◆ **TASK GOAL**
Work out how many lines in the data include the string "Double"; reply with that number alone.

[Collected data entries]
__________________________________________________

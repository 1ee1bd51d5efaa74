use std::collections::BTreeMap;
use std::fmt;

/// An XML-RPC value as exchanged with the hub.
///
/// The set is closed: the hub only ever sends and accepts these shapes.
/// `dateTime.iso8601`, `base64` and `nil` are folded into [`Value::String`]
/// when decoding, since nothing in the driver interprets them.
#[derive(Debug, Clone, PartialEq)]
pub enum Value {
    String(String),
    Int(i64),
    Double(f64),
    Bool(bool),
    Array(Vec<Value>),
    Struct(BTreeMap<String, Value>),
}

impl Value {
    /// The value the callback listener answers with. The hub ignores it.
    pub fn void() -> Self {
        Self::String(String::new())
    }

    pub fn as_str(&self) -> Option<&str> {
        match self {
            Self::String(s) => Some(s),
            _ => None,
        }
    }

    pub fn as_i64(&self) -> Option<i64> {
        match self {
            Self::Int(n) => Some(*n),
            _ => None,
        }
    }

    /// Numeric view; integers widen to `f64`.
    #[allow(clippy::cast_precision_loss, clippy::as_conversions)]
    pub fn as_f64(&self) -> Option<f64> {
        match self {
            Self::Double(d) => Some(*d),
            Self::Int(n) => Some(*n as f64),
            _ => None,
        }
    }

    pub fn as_bool(&self) -> Option<bool> {
        match self {
            Self::Bool(b) => Some(*b),
            _ => None,
        }
    }

    pub fn as_array(&self) -> Option<&[Value]> {
        match self {
            Self::Array(items) => Some(items),
            _ => None,
        }
    }

    pub fn as_struct(&self) -> Option<&BTreeMap<String, Value>> {
        match self {
            Self::Struct(members) => Some(members),
            _ => None,
        }
    }

    /// The XML-RPC type tag, used in diagnostics.
    pub fn type_name(&self) -> &'static str {
        match self {
            Self::String(_) => "string",
            Self::Int(_) => "int",
            Self::Double(_) => "double",
            Self::Bool(_) => "boolean",
            Self::Array(_) => "array",
            Self::Struct(_) => "struct",
        }
    }
}

/// Renders the value the way device events carry it: scalars as their
/// plain literal (`"0.5"`, `"true"`, `"42"`), strings verbatim.
impl fmt::Display for Value {
    fn fmt(&self, f: &mut fmt::Formatter<'_>) -> fmt::Result {
        match self {
            Self::String(s) => f.write_str(s),
            Self::Int(n) => write!(f, "{n}"),
            Self::Double(d) => write!(f, "{d}"),
            Self::Bool(b) => write!(f, "{b}"),
            Self::Array(items) => {
                f.write_str("[")?;
                for (i, item) in items.iter().enumerate() {
                    if i > 0 {
                        f.write_str(", ")?;
                    }
                    write!(f, "{item}")?;
                }
                f.write_str("]")
            }
            Self::Struct(members) => {
                f.write_str("{")?;
                for (i, (name, value)) in members.iter().enumerate() {
                    if i > 0 {
                        f.write_str(", ")?;
                    }
                    write!(f, "{name}: {value}")?;
                }
                f.write_str("}")
            }
        }
    }
}

impl From<&str> for Value {
    fn from(s: &str) -> Self {
        Self::String(s.to_owned())
    }
}

impl From<String> for Value {
    fn from(s: String) -> Self {
        Self::String(s)
    }
}

impl From<i32> for Value {
    fn from(n: i32) -> Self {
        Self::Int(i64::from(n))
    }
}

impl From<i64> for Value {
    fn from(n: i64) -> Self {
        Self::Int(n)
    }
}

impl From<f64> for Value {
    fn from(d: f64) -> Self {
        Self::Double(d)
    }
}

impl From<bool> for Value {
    fn from(b: bool) -> Self {
        Self::Bool(b)
    }
}

impl From<Vec<Value>> for Value {
    fn from(items: Vec<Value>) -> Self {
        Self::Array(items)
    }
}

impl From<BTreeMap<String, Value>> for Value {
    fn from(members: BTreeMap<String, Value>) -> Self {
        Self::Struct(members)
    }
}
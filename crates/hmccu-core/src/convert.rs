// ── API-to-domain type conversions ──
//
// Bridges raw `hmccu_api` device-list entries into catalog records.

use hmccu_api::{ChannelEntry, DeviceListEntry};

use crate::catalog::{ChannelRecord, DeviceRecord};

impl From<DeviceListEntry> for DeviceRecord {
    fn from(entry: DeviceListEntry) -> Self {
        Self {
            name: entry.name,
            serial_number: entry.address,
            ise_id: entry.ise_id,
            device_type: entry.device_type,
            channels: entry.channels.into_iter().map(ChannelRecord::from).collect(),
        }
    }
}

impl From<ChannelEntry> for ChannelRecord {
    fn from(entry: ChannelEntry) -> Self {
        Self {
            name: entry.name,
            address: entry.address,
            ise_id: entry.ise_id,
            index: entry.index,
        }
    }
}

#[cfg(test)]
mod tests {
    use super::*;

    #[test]
    fn device_address_becomes_serial_number() {
        let record = DeviceRecord::from(DeviceListEntry {
            name: "Kitchen dimmer".into(),
            address: "LEQ0000001".into(),
            ise_id: 1200,
            device_type: "HMW-LC-Dim1L-DR".into(),
            channels: vec![ChannelEntry {
                name: "Kitchen".into(),
                address: "LEQ0000001:3".into(),
                ise_id: 1204,
                index: 3,
            }],
        });

        assert_eq!(record.serial_number, "LEQ0000001");
        assert_eq!(record.channels[0].ise_id, 1204);
        assert_eq!(record.channels[0].index, 3);
    }
}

__________________________________________________

◆ **RESPONSE**
5